- Opening Delimiter -
//! Optional response logging
//!
//! One POST per answer, fire-and-forget: no retry, no response handling,
//! and the UI never waits on it. With no base URL configured the whole
//! thing is a no-op.

use serde::Serialize;

use crate::device::DeviceType;

/// The user's answer
#[derive(Debug, Clone, Copy, PartialEq, Eq, Serialize)]
#[serde(rename_all = "lowercase")]
pub enum Answer {
    Yes,
    No,
}

/// Wire payload for `POST {base}/api/response`
#[derive(Debug, Clone, Serialize)]
#[serde(rename_all = "camelCase")]
pub struct ResponseEvent {
    pub answer: Answer,
    pub device_type: DeviceType,
    /// ISO-8601, e.g. "2026-08-24T10:15:30.000Z"
    pub timestamp: String,
}

/// Telemetry endpoint configuration
#[derive(Debug, Clone)]
pub struct Telemetry {
    base_url: Option<String>,
}

impl Telemetry {
    /// Name of the `<meta>` tag the base URL is read from
    pub const META_NAME: &'static str = "analytics-base-url";

    pub fn new(base_url: Option<String>) -> Self {
        let base_url = base_url
            .map(|s| s.trim().trim_end_matches('/').to_string())
            .filter(|s| !s.is_empty());
        Self { base_url }
    }

    /// Disabled telemetry: every send is skipped
    pub fn disabled() -> Self {
        Self { base_url: None }
    }

    pub fn is_enabled(&self) -> bool {
        self.base_url.is_some()
    }

    /// Full endpoint URL, or `None` when logging is disabled
    pub fn endpoint(&self) -> Option<String> {
        self.base_url
            .as_deref()
            .map(|base| format!("{base}/api/response"))
    }

    /// Read configuration from `<meta name="analytics-base-url" content="…">`
    #[cfg(target_arch = "wasm32")]
    pub fn from_document(document: &web_sys::Document) -> Self {
        let content = document
            .query_selector(&format!("meta[name=\"{}\"]", Self::META_NAME))
            .ok()
            .flatten()
            .and_then(|el| el.get_attribute("content"));
        Self::new(content)
    }

    /// Fire-and-forget POST of the given answer. Returns immediately; any
    /// network failure is logged and swallowed.
    #[cfg(target_arch = "wasm32")]
    pub fn send(&self, answer: Answer, device: DeviceType) {
        use wasm_bindgen::JsValue;
        use wasm_bindgen_futures::JsFuture;

        let Some(endpoint) = self.endpoint() else {
            return;
        };

        let event = ResponseEvent {
            answer,
            device_type: device,
            timestamp: js_sys::Date::new_0().to_iso_string().into(),
        };
        let body = match serde_json::to_string(&event) {
            Ok(body) => body,
            Err(err) => {
                log::warn!("Telemetry payload serialization failed: {err}");
                return;
            }
        };

        wasm_bindgen_futures::spawn_local(async move {
            let result = async {
                let opts = web_sys::RequestInit::new();
                opts.set_method("POST");
                opts.set_mode(web_sys::RequestMode::Cors);
                opts.set_body(&JsValue::from_str(&body));

                let request = web_sys::Request::new_with_str_and_init(&endpoint, &opts)?;
                request.headers().set("Content-Type", "application/json")?;

                let window = web_sys::window().ok_or_else(|| JsValue::from_str("no window"))?;
                JsFuture::from(window.fetch_with_request(&request)).await
            }
            .await;

            if let Err(err) = result {
                log::warn!("Logging failed: {err:?}");
            }
        });
    }

    /// Native builds have no browser fetch; sends are skipped.
    #[cfg(not(target_arch = "wasm32"))]
    pub fn send(&self, _answer: Answer, _device: DeviceType) {}
}

#[cfg(test)]
mod tests {
    use super::*;

    #[test]
    fn test_unset_base_url_disables_sends() {
        assert!(!Telemetry::new(None).is_enabled());
        assert!(!Telemetry::new(Some(String::new())).is_enabled());
        assert!(!Telemetry::new(Some("   ".into())).is_enabled());
        assert!(Telemetry::disabled().endpoint().is_none());
    }

    #[test]
    fn test_endpoint_join() {
        let t = Telemetry::new(Some("https://example.com".into()));
        assert_eq!(t.endpoint().unwrap(), "https://example.com/api/response");

        // Trailing slash doesn't double up
        let t = Telemetry::new(Some("https://example.com/".into()));
        assert_eq!(t.endpoint().unwrap(), "https://example.com/api/response");
    }

    #[test]
    fn test_event_wire_format() {
        let event = ResponseEvent {
            answer: Answer::Yes,
            device_type: DeviceType::Desktop,
            timestamp: "2026-08-24T10:15:30.000Z".into(),
        };
        let json = serde_json::to_string(&event).unwrap();
        assert_eq!(
            json,
            "{\"answer\":\"yes\",\"deviceType\":\"desktop\",\"timestamp\":\"2026-08-24T10:15:30.000Z\"}"
        );
    }

    #[test]
    fn test_no_answer_wire_format() {
        assert_eq!(serde_json::to_string(&Answer::No).unwrap(), "\"no\"");
    }

    #[test]
    #[cfg(not(target_arch = "wasm32"))]
    fn test_native_send_is_noop() {
        // Must not panic or touch the network regardless of configuration
        Telemetry::new(Some("https://example.com".into())).send(Answer::No, DeviceType::Desktop);
        Telemetry::disabled().send(Answer::Yes, DeviceType::Mobile);
    }
}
- Closing Delimiter -
▸ Assigned task:
Using the records above, copy each line that contains "Clone".

▸ Response to the task:
#[derive(Debug, Clone, Copy, PartialEq, Eq, Serialize)]
#[derive(Debug, Clone, Serialize)]
#[derive(Debug, Clone)]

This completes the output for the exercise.